Le Dr Leung nous a quitté il y a quelques mois. Lui seul aurait pu nous expliquer
comment il a réussi à transmettre, dans une autre langue et à une autre culture, un
savoir médical hérité d’une longue lignée familiale remontant au XVIème siècle, et
comment, grâce à cette transmission en marge des formations médicales
universitaires occidentale ou chinoise, il a pu contribuer de manière si importante
au développement de l’acupuncture et de la médecine traditionnelle chinoise en
Amérique du nord, en Europe et dans le monde.

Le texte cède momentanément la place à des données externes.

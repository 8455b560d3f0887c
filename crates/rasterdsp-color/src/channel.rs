//! Channel splitting and recombination
//!
//! Splits an image into per-component 8-bit grayscale planes for any
//! supported [`ColorSpace`], plus a CMYK split and an alpha plane
//! extractor. [`combine`] rebuilds a 24-bit image from three planes,
//! resampling the green/blue/alpha planes to the red plane's size when
//! they disagree.

use rasterdsp_core::{BitDepth, Bitmap, BitmapMut, Palette, ResampleMode, luma, rgb};

use crate::colorspace::{ColorSpace, ColorTriple};
use crate::error::{ColorError, ColorResult};

/// Fresh 8-bit grayscale plane with a linear palette.
fn channel_image(width: u32, height: u32) -> ColorResult<BitmapMut> {
    let mut ch = Bitmap::new(width, height, BitDepth::Bit8)?
        .try_into_mut()
        .unwrap();
    ch.set_palette(Some(Palette::grayscale(256)?))?;
    Ok(ch)
}

fn require_plane(ch: &Bitmap) -> ColorResult<()> {
    if ch.depth() == BitDepth::Bit24 {
        return Err(ColorError::UnsupportedDepth {
            expected: "1 or 8",
            actual: ch.depth().bits(),
        });
    }
    Ok(())
}

/// Splits `bitmap` into three grayscale planes holding the components of
/// `space` in declaration order.
///
/// The whole image is processed; the selection is ignored. For
/// `ColorSpace::Rgb` the planes are the raw red, green and blue channels.
pub fn split(bitmap: &Bitmap, space: ColorSpace) -> ColorResult<(Bitmap, Bitmap, Bitmap)> {
    let (w, h) = (bitmap.width(), bitmap.height());
    let mut p1 = channel_image(w, h)?;
    let mut p2 = channel_image(w, h)?;
    let mut p3 = channel_image(w, h)?;

    for y in 0..h {
        for x in 0..w {
            let c = bitmap.pixel_color_unchecked(x, y);
            let t = space.from_rgb(c.red, c.green, c.blue);
            p1.set_pixel_unchecked(x, y, u32::from(t.c1));
            p2.set_pixel_unchecked(x, y, u32::from(t.c2));
            p3.set_pixel_unchecked(x, y, u32::from(t.c3));
        }
    }
    Ok((p1.into(), p2.into(), p3.into()))
}

/// Splits `bitmap` into cyan, magenta, yellow and key planes.
///
/// C/M/Y are the complements of R/G/B and K is the luminance, so this is
/// a display approximation rather than a print separation.
pub fn split_cmyk(bitmap: &Bitmap) -> ColorResult<(Bitmap, Bitmap, Bitmap, Bitmap)> {
    let (w, h) = (bitmap.width(), bitmap.height());
    let mut pc = channel_image(w, h)?;
    let mut pm = channel_image(w, h)?;
    let mut py = channel_image(w, h)?;
    let mut pk = channel_image(w, h)?;

    for y in 0..h {
        for x in 0..w {
            let c = bitmap.pixel_color_unchecked(x, y);
            pc.set_pixel_unchecked(x, y, u32::from(255 - c.red));
            pm.set_pixel_unchecked(x, y, u32::from(255 - c.green));
            py.set_pixel_unchecked(x, y, u32::from(255 - c.blue));
            pk.set_pixel_unchecked(x, y, u32::from(luma(c.red, c.green, c.blue)));
        }
    }
    Ok((pc.into(), pm.into(), py.into(), pk.into()))
}

/// Extracts the alpha samples of a 24-bit image as a grayscale plane.
pub fn split_alpha(bitmap: &Bitmap) -> ColorResult<Bitmap> {
    if !bitmap.has_alpha() {
        return Err(ColorError::InvalidParameters(
            "image has no alpha channel".into(),
        ));
    }
    let (w, h) = (bitmap.width(), bitmap.height());
    let mut plane = channel_image(w, h)?;
    for y in 0..h {
        for x in 0..w {
            let a = bitmap.pixel_color_unchecked(x, y).alpha;
            plane.set_pixel_unchecked(x, y, u32::from(a));
        }
    }
    Ok(plane.into())
}

fn fit_plane(ch: &Bitmap, width: u32, height: u32) -> ColorResult<Bitmap> {
    if ch.width() == width && ch.height() == height {
        Ok(ch.clone())
    } else {
        Ok(ch.resample(width, height, ResampleMode::Bilinear)?)
    }
}

/// Rebuilds a 24-bit image from three component planes.
///
/// The output size comes from `r`; `g`, `b` and `a` are bilinearly
/// resampled to fit when their sizes differ. Plane values are read as raw
/// indices, mapped through `space` back to RGB. When `a` is given the
/// output gets an alpha channel filled from it.
pub fn combine(
    r: &Bitmap,
    g: &Bitmap,
    b: &Bitmap,
    a: Option<&Bitmap>,
    space: ColorSpace,
) -> ColorResult<Bitmap> {
    require_plane(r)?;
    require_plane(g)?;
    require_plane(b)?;
    if let Some(a) = a {
        require_plane(a)?;
    }

    let (w, h) = (r.width(), r.height());
    let g = fit_plane(g, w, h)?;
    let b = fit_plane(b, w, h)?;
    let a = match a {
        Some(a) => Some(fit_plane(a, w, h)?),
        None => None,
    };

    let mut out = Bitmap::new(w, h, BitDepth::Bit24)?.try_into_mut().unwrap();
    if a.is_some() {
        out.enable_alpha()?;
    }

    for y in 0..h {
        for x in 0..w {
            let t = ColorTriple::new(
                r.get_pixel_unchecked(x, y) as u8,
                g.get_pixel_unchecked(x, y) as u8,
                b.get_pixel_unchecked(x, y) as u8,
            );
            let (cr, cg, cb) = space.to_rgb(t);
            out.set_pixel_unchecked(x, y, rgb::compose_rgb(cr, cg, cb));
            if let Some(ref a) = a {
                out.set_pixel_alpha(x, y, a.get_pixel_unchecked(x, y) as u8);
            }
        }
    }
    Ok(out.into())
}
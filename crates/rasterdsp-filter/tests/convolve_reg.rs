//! Test spatial convolution

use rasterdsp_core::{BitDepth, Bitmap, OperationContext, Rect, rgb};
use rasterdsp_filter::{Kernel, filter, mean};
use rasterdsp_test::{RegParams, synth};

// ============================================================================
// Exact results
// ============================================================================

#[test]
fn test_identity_kernel_round_trip() {
    let original = synth::rgb_gradient(16, 16);

    let mut work = original.to_mut();
    let identity = Kernel::from_slice(3, &[0, 0, 0, 0, 1, 0, 0, 0, 0]).unwrap();
    filter(&mut work, &identity, 1, 0, &OperationContext::new()).unwrap();
    let back: Bitmap = work.into();

    // off-image taps have zero coefficients, so even the border survives
    let mut rp = RegParams::new("convolve_identity");
    rp.compare_bitmaps(&original, &back);
    assert!(rp.cleanup());
}

#[test]
fn test_box_kernel_rescales_at_the_border() {
    let original = synth::uniform(12, 10, BitDepth::Bit24, rgb::compose_rgb(90, 90, 90));
    let expected = synth::uniform(12, 10, BitDepth::Bit24, rgb::compose_rgb(100, 100, 100));

    let mut work = original.to_mut();
    let boxcar = Kernel::from_slice(3, &[1; 9]).unwrap();
    filter(&mut work, &boxcar, 9, 10, &OperationContext::new()).unwrap();
    let out: Bitmap = work.into();

    // interior windows divide by the factor, clipped windows rescale by the
    // in-image weight, so a flat field only picks up the bias
    let mut rp = RegParams::new("convolve_box_bias");
    rp.compare_bitmaps(&expected, &out);
    assert!(rp.cleanup());
}

#[test]
fn test_mean_smooths_checkerboard() {
    let original = synth::checkerboard(8, 8, 1, 50, 200);

    let mut work = original.to_mut();
    mean(&mut work).unwrap();
    let out: Bitmap = work.into();

    // interior low cell: (8*50 + 4*200 + 4*50) / 16
    assert_eq!(out.get_pixel_unchecked(3, 3), 87);
    // interior high cell: (8*200 + 4*50 + 4*200) / 16
    assert_eq!(out.get_pixel_unchecked(3, 4), 162);
}

// ============================================================================
// Selection and cancellation
// ============================================================================

#[test]
fn test_filter_respects_selection() {
    let original = synth::gray_gradient(32, 32);

    let mut work = original.to_mut();
    work.select_rect(Rect::new_unchecked(8, 8, 16, 16), 255);
    let identity = Kernel::from_slice(3, &[0, 0, 0, 0, 1, 0, 0, 0, 0]).unwrap();
    filter(&mut work, &identity, 1, 50, &OperationContext::new()).unwrap();
    let out: Bitmap = work.into();

    let strip = Rect::new_unchecked(0, 0, 8, 32);
    let mut rp = RegParams::new("convolve_selection");
    rp.compare_bitmaps(
        &original.crop(strip).unwrap(),
        &out.crop(strip).unwrap(),
    );
    assert!(rp.cleanup());

    // inside the selection the bias was applied
    assert_ne!(
        out.pixel_color_unchecked(16, 16),
        original.pixel_color_unchecked(16, 16)
    );
}

#[test]
fn test_cancelled_context_is_a_no_op() {
    let original = synth::rgb_gradient(16, 16);

    let mut work = original.to_mut();
    let ctx = OperationContext::new();
    ctx.request_cancel();
    filter(&mut work, &Kernel::soften(), 16, 0, &ctx).unwrap();
    let back: Bitmap = work.into();

    let mut rp = RegParams::new("convolve_cancelled");
    rp.compare_bitmaps(&original, &back);
    assert!(rp.cleanup());
}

La légitime reconnaissance dont le Dr Leung fait aujourd’hui l’objet en Chine arrive
hélas un peu tardivement, mais c’est ainsi : l’histoire des hommes s’écrit toujours
après coup. La même histoire retiendra que ce fut l’honneur de l’Institut de
Kunming et de l’Université de Nanjing d’avoir été les premiers à œuvrer à cette
reconnaissance. Au nom de sa famille, soyez-en ici vivement remerciés.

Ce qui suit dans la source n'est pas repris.